Man and superwoman

There’s a little dust-up going on in the movie and comic-book communities over the lack of a big superhero film with a solo female star.  Plenty of these films, including the current hit “Guardians of the Galaxy,” have female team members, but so far there hasn’t been a solo project with a female star in the vein of Iron Man or Captain America.  Supposedly Marvel has some vague hope of creating such a movie one of these days, but it never gets further than boilerplate P.C. rhetoric about how it’s a swell idea and everyone loves the notion of a strong superwoman carrying her own film.  Film School Rejects has an amusing history of Marvel honcho Kevin Feige wriggling out from beneath this question roughly once per year, every year since 2008.

Supposedly Sony Pictures, which owns Spider-Man and is trying to build an entire cinematic universe around him, is interested in doing a solo project with a female character sometime in the next couple of years.  Many assume this character would be the Black Cat, whose alter ego Felicia Hardy was very briefly introduced in the bloated “Amazing Spider-Man 2” – a movie so busy laying eggs that would hopefully hatch into franchises that it sort of forgot to be a coherent film in its own right.  Other speculation is that Sony will cook up a female version of Spider-Man or adapt one of the spider-gals from the comics, which would bezzzzzzzzzz (snort) UGMPH sorry about that, I dozed off at the keyboard just thinking about it.

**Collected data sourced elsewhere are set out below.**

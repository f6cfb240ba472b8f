//! # RBAC Authorization Engine
//!
//! Role-based access control in the style of hierarchical cloud resource
//! managers: an identity holds *role assignments*, each granting a *role
//! definition* at a *scope*; a role definition lists *permission patterns*
//! and the scopes it may be assigned at.
//!
//! ## Features
//!
//! - **Segment wildcard matching** for permissions (`Teach/*`, `A/*/B`)
//! - **Hierarchical scopes** (`/Daycare` contains `/Daycare/LittleBee`)
//! - **Pluggable providers** for assignments and definitions
//! - **Post-grant callbacks** for host-specific final checks
//! - **JSON documents** for loading in-memory configurations
//!
//! ## Example
//!
//! ```rust
//! use rbac_authz::{
//!     AuthorizationEngine, MemoryRoleAssignmentProvider, MemoryRoleDefinitionProvider,
//!     RoleAssignment, RoleDefinition,
//! };
//! use std::sync::Arc;
//!
//! # fn main() -> rbac_authz::Result<()> {
//! let definitions = MemoryRoleDefinitionProvider::new(vec![RoleDefinition::new(
//!     "child",
//!     "Child",
//!     ["/Daycare", "/Playground"],
//!     ["Bubble/view", "Bubble/burst"],
//! )?])?;
//!
//! let assignments = MemoryRoleAssignmentProvider::new()
//!     .with_assignment("alice", RoleAssignment::new("a-1", "child", "/Daycare/LittleBee"));
//!
//! let engine: AuthorizationEngine<str> =
//!     AuthorizationEngine::new(Arc::new(assignments), Arc::new(definitions));
//!
//! let decision = engine.check_access("alice", "/Daycare/LittleBee/Playground", "Bubble/burst")?;
//! assert!(decision.is_granted());
//! # Ok(())
//! # }
//! ```

pub mod document;
pub mod engine;
pub mod error;
pub mod permission;
pub mod provider;
pub mod scope;
pub mod types;
pub mod validation;

mod segment;

// Re-export commonly used types
pub use document::{PrincipalAssignment, RbacDocument};
pub use engine::{AuthorizationDecision, AuthorizationEngine, Authorizer};
pub use error::{AuthzError, ErrorKind, Result};
pub use provider::{
    MemoryRoleAssignmentProvider, MemoryRoleDefinitionProvider, RoleAssignmentProvider,
    RoleDefinitionProvider,
};
pub use types::{RoleAssignment, RoleAssignmentId, RoleDefinition, RoleDefinitionId};

/// Library version
pub const VERSION: &str = env!("CARGO_PKG_VERSION");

The Film School Rejects crew mentions the idea of giving Scarlett Johansson’s Black Widow her own solo film, which would seem like a decent idea, especially since the character had such a good outing in the second “Captain America” film, and ScarJo can unquestionably open a movie.  Over at Warner Brothers, meanwhile, Wonder Woman will finally get introduced in the upcoming “Batman vs. Superman,” leading naturally to speculation that she’ll get her own movie eventually.

I suspect the superwoman solo film will remain elusive, though, for a couple of reasons, all of which Kevin Feige goes to great lengths to avoid saying out loud when he’s asked this question.  First of all, there have been solo female superhero films, and they’ve all bombed pretty hard – “Catwoman,” “Supergirl,” etc.  That doesn’t mean the concept can never work, but you know how studio executives are allergic to any idea with a history of past failure.

Comic books have long been more male-oriented when it comes to the big household-name characters; Wonder Woman is probably the only big, easily-recognized name that isn’t a guy.  That’s not too much of a problem when Marvel is riding so high that they’re pulling out back-catalog names like the Guardians of the Galaxy and making a mint off them, but for any other studio, obscurity is probably still nerve-wracking when it comes to green-lighting a $200 million picture.  Even Marvel isn’t brimming with solo super-gals; the best one they could use is probably She-Hulk, who has the obvious disadvantage of being just a copy of the Hulk, to those who aren’t familiar with the comics.  Her book is extremely witty – besides being the Hulk’s super-powered cousin, she’s a lawyer who works on superhero-related cases, such as Spider-Man suing J. Jonah Jameson for relentlessly slandering him.  Maybe that’s still a bit “meta” for the moviegoing audience, which wouldn’t get all the inside jokes and slice-of-life absurdities that make She-Hulk’s comic so much fun for seasoned superhero readers.

The big problem with a solo female superhero, however, is that the modern superhero art form requires solo characters to get the living hell beaten out of them, physically and emotionally.  There have always been fears this would turn off the audience, including the female audience, if the character going through the ringer is a woman.  That’s not a big problem when doing a film about a team like the X-Men or Avengers, but it makes studios nervous to think about dropping a female character into the template established for contemporary solo superhero films.  (Try to imagine a female character enduring what the hero goes through in “The Dark Knight Rises,” or getting beaten into the dirt like Thor in “The Dark World.”)

I think that problem’s not insurmountable, especially after the success of “The Hunger Games,” but then again there’s a limited supply of Jennifer Lawrence to carry such a movie.  And there’s the other problem studio execs aren’t going to discuss in public: the lingering fear that the vital Teenage Boy audience won’t turn out in sufficient numbers to sustain a big-budget Super Chick Flick, especially during that all-important dash-for-cash opening weekend.  That’s where someone like Jennifer Lawrence or Scarlett Johannsson comes in handy.  If I were advising the big shots at Marvel, I’d tell them to take a shot at a Black Widow movie to test the waters; done well, I think it would do well, and the ice would be broken for more solo female superhero films.

Update: I also wonder if the studios aren’t worried about walking into an ideological minefield with a solo female character.  There are a lot of “missteps” a creator might inadvertently take that would generate an angry backlash from some of the people who express great disappointment that super-heroines aren’t being given movies to carry.  I suspect such considerations will weigh upon the minds of anyone charged with preparing a big-screen “Wonder Woman” film.  Superheroes are a fun and silly genre by definition, which means they don’t mix well with politically-correct anxiety.